ABOUT THIS EXERCISE:
Collect all lines containing the word "signing" from the data.

Collected data:

○ ○ ○ ○

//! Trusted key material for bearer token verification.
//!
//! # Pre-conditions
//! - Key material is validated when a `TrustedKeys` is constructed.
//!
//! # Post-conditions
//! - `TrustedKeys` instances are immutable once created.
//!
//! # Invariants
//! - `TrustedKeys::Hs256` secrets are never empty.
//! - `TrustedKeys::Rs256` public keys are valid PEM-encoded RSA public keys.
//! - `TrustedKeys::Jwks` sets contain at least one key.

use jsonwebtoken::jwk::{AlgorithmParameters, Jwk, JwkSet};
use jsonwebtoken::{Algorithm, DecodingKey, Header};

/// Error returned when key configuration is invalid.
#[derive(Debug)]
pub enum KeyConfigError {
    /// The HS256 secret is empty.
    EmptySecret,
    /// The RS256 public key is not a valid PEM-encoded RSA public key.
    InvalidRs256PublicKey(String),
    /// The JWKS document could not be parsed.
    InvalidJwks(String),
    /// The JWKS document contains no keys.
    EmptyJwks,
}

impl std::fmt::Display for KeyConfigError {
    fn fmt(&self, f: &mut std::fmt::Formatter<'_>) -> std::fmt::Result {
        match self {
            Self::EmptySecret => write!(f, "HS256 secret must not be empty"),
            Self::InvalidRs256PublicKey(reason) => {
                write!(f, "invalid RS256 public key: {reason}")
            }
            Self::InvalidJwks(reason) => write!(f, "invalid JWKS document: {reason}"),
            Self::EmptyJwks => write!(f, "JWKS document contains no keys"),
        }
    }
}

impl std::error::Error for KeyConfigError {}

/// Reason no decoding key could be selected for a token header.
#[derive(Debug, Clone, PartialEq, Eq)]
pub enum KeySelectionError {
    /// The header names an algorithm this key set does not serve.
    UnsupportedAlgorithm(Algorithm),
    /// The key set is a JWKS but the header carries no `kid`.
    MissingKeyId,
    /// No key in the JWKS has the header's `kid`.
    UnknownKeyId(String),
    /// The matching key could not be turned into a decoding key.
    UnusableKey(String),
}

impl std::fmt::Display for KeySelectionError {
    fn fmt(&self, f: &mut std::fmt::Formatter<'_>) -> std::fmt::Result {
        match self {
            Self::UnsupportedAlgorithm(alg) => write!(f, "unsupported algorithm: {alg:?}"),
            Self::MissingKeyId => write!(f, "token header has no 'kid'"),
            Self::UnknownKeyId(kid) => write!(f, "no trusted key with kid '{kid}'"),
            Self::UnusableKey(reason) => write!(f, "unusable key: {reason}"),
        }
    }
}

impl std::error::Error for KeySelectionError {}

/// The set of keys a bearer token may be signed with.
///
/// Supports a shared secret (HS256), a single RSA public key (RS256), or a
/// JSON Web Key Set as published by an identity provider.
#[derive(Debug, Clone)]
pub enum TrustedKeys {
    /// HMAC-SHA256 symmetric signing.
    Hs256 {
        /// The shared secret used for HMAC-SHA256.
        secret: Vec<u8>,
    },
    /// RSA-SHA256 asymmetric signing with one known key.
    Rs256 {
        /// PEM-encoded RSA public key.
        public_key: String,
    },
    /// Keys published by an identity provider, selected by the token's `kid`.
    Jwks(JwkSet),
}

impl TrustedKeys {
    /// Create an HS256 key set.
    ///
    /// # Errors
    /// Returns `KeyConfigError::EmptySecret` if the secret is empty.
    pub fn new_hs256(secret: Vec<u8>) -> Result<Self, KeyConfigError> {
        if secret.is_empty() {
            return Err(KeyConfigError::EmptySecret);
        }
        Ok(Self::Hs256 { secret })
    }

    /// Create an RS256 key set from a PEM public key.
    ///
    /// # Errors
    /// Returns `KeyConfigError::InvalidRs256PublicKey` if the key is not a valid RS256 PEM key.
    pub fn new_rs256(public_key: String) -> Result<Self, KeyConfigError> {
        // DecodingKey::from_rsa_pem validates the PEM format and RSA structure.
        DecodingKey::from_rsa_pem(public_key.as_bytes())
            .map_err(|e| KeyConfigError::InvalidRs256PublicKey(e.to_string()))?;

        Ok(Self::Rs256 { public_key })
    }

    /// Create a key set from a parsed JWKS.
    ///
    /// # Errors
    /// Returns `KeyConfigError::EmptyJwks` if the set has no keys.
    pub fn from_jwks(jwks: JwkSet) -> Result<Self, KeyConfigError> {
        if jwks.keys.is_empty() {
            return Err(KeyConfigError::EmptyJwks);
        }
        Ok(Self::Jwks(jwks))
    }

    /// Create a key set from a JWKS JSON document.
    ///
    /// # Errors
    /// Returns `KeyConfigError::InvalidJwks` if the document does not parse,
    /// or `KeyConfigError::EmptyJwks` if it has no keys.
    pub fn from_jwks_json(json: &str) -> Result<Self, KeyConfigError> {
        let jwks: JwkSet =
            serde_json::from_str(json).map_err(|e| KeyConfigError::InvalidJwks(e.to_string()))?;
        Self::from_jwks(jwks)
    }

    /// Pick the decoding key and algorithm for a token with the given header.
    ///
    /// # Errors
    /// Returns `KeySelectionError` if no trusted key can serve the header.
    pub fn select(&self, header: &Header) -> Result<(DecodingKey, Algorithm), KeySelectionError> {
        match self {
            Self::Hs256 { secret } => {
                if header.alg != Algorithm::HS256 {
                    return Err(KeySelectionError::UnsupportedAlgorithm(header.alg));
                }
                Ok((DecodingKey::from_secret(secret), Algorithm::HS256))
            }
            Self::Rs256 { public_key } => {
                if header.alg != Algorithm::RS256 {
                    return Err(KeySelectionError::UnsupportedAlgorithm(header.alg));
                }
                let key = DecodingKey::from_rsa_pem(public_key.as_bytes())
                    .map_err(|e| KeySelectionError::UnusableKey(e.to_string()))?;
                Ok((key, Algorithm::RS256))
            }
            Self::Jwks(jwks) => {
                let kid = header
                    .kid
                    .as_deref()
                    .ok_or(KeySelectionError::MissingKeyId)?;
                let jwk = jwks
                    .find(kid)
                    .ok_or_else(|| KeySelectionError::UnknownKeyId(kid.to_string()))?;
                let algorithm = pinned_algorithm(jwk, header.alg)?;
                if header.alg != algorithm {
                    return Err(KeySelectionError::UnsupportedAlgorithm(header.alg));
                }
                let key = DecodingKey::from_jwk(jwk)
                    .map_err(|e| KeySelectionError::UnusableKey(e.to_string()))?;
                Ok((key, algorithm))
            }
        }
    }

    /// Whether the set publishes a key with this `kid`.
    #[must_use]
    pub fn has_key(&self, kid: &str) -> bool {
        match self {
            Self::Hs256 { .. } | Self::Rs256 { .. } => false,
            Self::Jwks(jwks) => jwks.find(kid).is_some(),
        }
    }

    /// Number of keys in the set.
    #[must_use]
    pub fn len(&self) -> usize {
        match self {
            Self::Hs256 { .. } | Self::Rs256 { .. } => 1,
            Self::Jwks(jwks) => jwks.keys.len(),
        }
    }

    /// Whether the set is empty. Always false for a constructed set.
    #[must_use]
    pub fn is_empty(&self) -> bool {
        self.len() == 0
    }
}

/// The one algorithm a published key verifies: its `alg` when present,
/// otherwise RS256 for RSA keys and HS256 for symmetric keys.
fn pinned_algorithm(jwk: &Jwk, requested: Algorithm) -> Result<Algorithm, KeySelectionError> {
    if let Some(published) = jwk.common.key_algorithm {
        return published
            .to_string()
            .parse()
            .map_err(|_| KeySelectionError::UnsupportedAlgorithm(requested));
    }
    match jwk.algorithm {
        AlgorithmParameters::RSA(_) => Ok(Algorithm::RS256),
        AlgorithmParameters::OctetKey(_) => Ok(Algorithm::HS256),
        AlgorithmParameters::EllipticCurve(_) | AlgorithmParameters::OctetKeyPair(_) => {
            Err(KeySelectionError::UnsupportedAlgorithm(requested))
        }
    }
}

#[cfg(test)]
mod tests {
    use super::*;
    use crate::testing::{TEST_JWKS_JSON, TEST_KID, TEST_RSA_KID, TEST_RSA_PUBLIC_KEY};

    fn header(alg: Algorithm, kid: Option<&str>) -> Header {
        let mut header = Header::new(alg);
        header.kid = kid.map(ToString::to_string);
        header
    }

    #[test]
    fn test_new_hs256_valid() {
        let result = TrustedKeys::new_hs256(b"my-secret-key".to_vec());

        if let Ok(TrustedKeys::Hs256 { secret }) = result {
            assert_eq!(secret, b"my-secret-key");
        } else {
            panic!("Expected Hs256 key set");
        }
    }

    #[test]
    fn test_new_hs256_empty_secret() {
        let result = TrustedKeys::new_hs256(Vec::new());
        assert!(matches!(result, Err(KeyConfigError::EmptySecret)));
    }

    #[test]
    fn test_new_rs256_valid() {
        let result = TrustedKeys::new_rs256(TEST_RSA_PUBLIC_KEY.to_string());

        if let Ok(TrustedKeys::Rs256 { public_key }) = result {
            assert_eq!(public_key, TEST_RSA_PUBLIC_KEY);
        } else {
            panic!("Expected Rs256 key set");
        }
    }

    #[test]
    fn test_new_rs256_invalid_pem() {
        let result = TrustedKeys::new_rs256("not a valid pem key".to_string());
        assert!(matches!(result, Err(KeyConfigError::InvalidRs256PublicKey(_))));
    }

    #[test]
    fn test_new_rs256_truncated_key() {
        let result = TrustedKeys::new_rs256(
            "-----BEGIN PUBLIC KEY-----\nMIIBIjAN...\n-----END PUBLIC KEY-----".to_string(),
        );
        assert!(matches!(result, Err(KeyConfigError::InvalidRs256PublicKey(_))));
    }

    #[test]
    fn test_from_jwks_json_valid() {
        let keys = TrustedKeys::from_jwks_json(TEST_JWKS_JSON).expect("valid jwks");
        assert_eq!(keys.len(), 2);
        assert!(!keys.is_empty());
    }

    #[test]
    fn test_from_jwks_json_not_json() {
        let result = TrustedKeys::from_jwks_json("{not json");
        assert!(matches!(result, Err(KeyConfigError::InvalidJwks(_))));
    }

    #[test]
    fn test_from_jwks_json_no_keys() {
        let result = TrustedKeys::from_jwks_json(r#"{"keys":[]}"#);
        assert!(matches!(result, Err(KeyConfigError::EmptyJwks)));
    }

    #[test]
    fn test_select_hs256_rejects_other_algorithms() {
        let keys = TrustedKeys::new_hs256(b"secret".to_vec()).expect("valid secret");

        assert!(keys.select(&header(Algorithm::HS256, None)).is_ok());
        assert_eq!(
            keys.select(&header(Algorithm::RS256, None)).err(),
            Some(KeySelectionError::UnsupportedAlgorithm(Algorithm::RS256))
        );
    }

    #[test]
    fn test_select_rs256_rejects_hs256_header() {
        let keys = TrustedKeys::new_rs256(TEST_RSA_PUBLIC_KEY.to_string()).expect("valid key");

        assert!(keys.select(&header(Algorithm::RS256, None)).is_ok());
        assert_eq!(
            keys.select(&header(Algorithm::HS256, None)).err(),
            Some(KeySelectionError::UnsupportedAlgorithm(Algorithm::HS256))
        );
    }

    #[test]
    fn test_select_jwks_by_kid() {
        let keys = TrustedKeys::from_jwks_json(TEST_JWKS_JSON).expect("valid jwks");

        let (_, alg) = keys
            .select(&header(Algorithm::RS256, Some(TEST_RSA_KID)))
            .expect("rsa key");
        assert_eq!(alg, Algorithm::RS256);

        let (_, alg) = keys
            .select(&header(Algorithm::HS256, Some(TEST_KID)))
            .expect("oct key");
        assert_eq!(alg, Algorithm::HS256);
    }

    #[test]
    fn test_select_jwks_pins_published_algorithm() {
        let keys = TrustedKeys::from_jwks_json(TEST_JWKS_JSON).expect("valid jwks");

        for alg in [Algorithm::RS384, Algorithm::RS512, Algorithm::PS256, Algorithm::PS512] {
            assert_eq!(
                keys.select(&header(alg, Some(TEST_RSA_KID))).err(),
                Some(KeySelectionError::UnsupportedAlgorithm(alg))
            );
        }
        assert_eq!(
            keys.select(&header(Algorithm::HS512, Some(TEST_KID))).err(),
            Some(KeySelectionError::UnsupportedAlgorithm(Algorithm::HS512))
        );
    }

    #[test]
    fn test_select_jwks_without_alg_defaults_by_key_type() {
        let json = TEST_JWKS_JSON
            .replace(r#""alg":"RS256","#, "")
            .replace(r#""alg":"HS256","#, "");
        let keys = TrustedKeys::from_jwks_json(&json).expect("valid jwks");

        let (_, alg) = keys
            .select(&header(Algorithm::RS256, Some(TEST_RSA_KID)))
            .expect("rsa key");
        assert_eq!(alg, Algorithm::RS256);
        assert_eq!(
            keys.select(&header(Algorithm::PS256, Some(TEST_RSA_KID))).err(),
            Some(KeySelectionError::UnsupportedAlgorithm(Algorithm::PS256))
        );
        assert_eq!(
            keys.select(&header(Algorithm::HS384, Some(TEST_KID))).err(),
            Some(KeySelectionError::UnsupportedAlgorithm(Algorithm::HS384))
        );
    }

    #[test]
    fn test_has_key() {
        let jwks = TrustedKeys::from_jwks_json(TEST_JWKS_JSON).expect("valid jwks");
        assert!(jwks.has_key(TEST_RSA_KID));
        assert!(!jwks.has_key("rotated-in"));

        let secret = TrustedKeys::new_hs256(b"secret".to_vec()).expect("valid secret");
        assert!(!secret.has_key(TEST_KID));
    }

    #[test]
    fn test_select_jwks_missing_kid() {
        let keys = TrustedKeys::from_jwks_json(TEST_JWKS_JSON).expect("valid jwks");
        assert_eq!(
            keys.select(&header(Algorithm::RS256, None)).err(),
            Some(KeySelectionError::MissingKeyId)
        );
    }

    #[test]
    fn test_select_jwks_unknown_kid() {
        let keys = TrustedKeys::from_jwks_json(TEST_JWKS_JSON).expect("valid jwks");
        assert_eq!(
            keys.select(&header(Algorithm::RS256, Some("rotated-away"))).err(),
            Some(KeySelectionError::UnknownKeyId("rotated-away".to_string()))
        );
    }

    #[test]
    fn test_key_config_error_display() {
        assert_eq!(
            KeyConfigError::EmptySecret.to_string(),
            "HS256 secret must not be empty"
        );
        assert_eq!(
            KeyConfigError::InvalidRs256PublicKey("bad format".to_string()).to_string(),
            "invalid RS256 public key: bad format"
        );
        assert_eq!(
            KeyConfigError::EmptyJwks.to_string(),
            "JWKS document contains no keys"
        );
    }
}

○ ○ ○ ○

YOUR RESPONSE:
    /// HMAC-SHA256 symmetric signing.
    /// RSA-SHA256 asymmetric signing with one known key.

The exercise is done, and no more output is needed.